1) Decreased Salivary Flow during sleep
2) Decreased heartburn: conscious trigger to deal with the reflux
3) Decreased Swallowing
4) Decreased Esophageal Peristalsis response

90
Q

What are 3 manifestations of prolonged GORD?

A

Reflux Esophagitis (Mucosal Erosion)
Barrett’s Oesophagus
Oesophageal Adenocarcinoma

91
Q

How does Barrett’s Oesophagus manifest?

A

Constant insult causes metaplasia of respiratory epithelium to transition to intestinal mucosa - with the presence of infolding and goblet cells

92
Q

Oesophageal Adenocarcinoma is a progression of what?

A

Barrett’s Oesophagus: ongoing metaplasia causes neoplastic differentiation.
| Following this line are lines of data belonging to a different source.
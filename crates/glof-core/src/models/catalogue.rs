//! Lake inventory / event catalogue rows and review bookkeeping.

use serde::{Deserialize, Serialize};

use super::lake::LakeType;

/// One row of the lake inventory / GLOF event catalogue
#[derive(Debug, Clone, PartialEq, Serialize, Deserialize)]
pub struct CatalogueEntry {
    pub lake_id: String,
    pub latitude: f64,
    pub longitude: f64,
    /// Year of a recorded outburst, if any
    #[serde(default)]
    pub event_year: Option<i32>,
    /// Inventory lake type code (free text)
    #[serde(default)]
    pub lake_type: Option<String>,
}

impl CatalogueEntry {
    pub fn simplified_type(&self) -> LakeType {
        self.lake_type.as_deref().map(LakeType::from_code).unwrap_or_default()
    }

    /// Outcome of matching this entry against a record of `year`
    pub fn outcome_for(&self, year: i32) -> bool {
        self.event_year.is_some_and(|event| event <= year)
    }
}

/// A candidate catalogue match awaiting human adjudication
#[derive(Debug, Clone, PartialEq, Serialize, Deserialize)]
pub struct ReviewItem {
    pub lake_id: String,
    #[serde(rename = "Year_final")]
    pub year: i32,
    pub candidate_lake_id: String,
    pub candidate_event_year: Option<i32>,
    pub distance_m: f64,
    pub candidate_outcome: u8,
}

/// A human decision that resolves a flagged record
#[derive(Debug, Clone, PartialEq, Serialize, Deserialize)]
pub struct Adjudication {
    pub lake_id: String,
    #[serde(rename = "Year_final")]
    pub year: i32,
    #[serde(rename = "GLOF")]
    pub glof: u8,
}

#[cfg(test)]
mod tests {
    use super::*;

    #[test]
    fn test_outcome_respects_event_year() {
        let entry = CatalogueEntry {
            lake_id: "Lugge".to_string(),
            latitude: 28.09,
            longitude: 90.30,
            event_year: Some(1994),
            lake_type: Some("M(e)".to_string()),
        };
        assert!(entry.outcome_for(1994));
        assert!(entry.outcome_for(2000));
        assert!(!entry.outcome_for(1990));
        assert_eq!(entry.simplified_type(), LakeType::MoraineDammed);
    }

    #[test]
    fn test_inventory_lake_never_positive() {
        let entry = CatalogueEntry {
            lake_id: "x".to_string(),
            latitude: 0.0,
            longitude: 0.0,
            event_year: None,
            lake_type: None,
        };
        assert!(!entry.outcome_for(2100));
        assert_eq!(entry.simplified_type(), LakeType::Other);
    }
}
This has a poor prognosis neoplasm with high risk factors for males over 60 and patients that are obese.

93
Q

Would CPP-ACP or Fluoride dentifrices be effective for sleep GORD?

A

Unlikely, sleep reflux often results in pH drops below 1. CPP-ACP / Fluoride are effective defenses when acid attacks are with the caries range of pH 4-5, with some limited defense at pH 3.

94
Q

What are the main ways to treat oral aspects of GORD

A

1) Remove the Cause
2) Medical Management
3) Control adjunct Tooth Wear aspects - construct a nightguard
4) Reinforce Oral Defenses: retain biofilm overnight, increase saliva, remineralisation agents
5) Defer restorative treatment until erosion is resolved

95
Q

Which tooth material is easiest to bond to?

A

Prismatic Enamel that is not affected by quantitative defects such as fluorosis/hypoplasia

96
Q

What is cementum hard to bond to?

A

High organic component formed by extrinsic and intrinsic fibres

97
Q

Is it harder or easier to bond to dentine the deeper you go?

A

More difficult: high density of dentinal tubule meaning increased dentinal fluid and moisture

98
Q

What 4 factors of cavity preparation will influence the success of bonding?

A

1) Presence of moisture
2) Resistance and retention
3) Removal of smear layer + pellicle
4) Poor foundation of the bonding substrate (eg retained infected dentine)

99
Q

Why is Aprismatic enamel harder to gain retention to restorative materials

A

Surface is more resistant to etching - erodes whole layer rather than creating porosities for resin tags

100
Q

How much enamel is removed by 37% orthophosphoric acid etching?

A

10-20 microns of enamel

101
Q

What is the bond strength between enamel and GIC?

A

10-12 MPa

102
Q

What is the bond strength between enamel and RMGIC?

A

15-20 Mpa

103
Q

What is the difference between dry and wet bonding with primers

A

Wet Bonding: dentine is not desiccated and primer displaces water to support collagen

Dry Bonding: fibres are rehydrated and stiffened by the hydrophilic primer

104
Q

Why is wet bonding no longer preferential for primers?

A

1) Technique Sensitive
2) Acetone content evaporates from containers if not used regularly
3) Overwet dentine increases risk of water blisters
4) Poorer physical properties, leading to weaker bonds

105
Q

What is the long term disadvantage of dry bonding primer?

A

Moisture sorption from HEMA over the long term breaks down the hybrid layer

106
Q

What are the 3 main reasons for microleakage?

A

Moisture Contamination
Insufficient Dentine Etch
Polymerisation Shrinkage

107
Q

What is nanoleakage?

A

Submicron channels that allow passage of fluids - this can happen in both wet and dry bonding techniques

108
Q

What is the difference between adhesive and cohesive failure?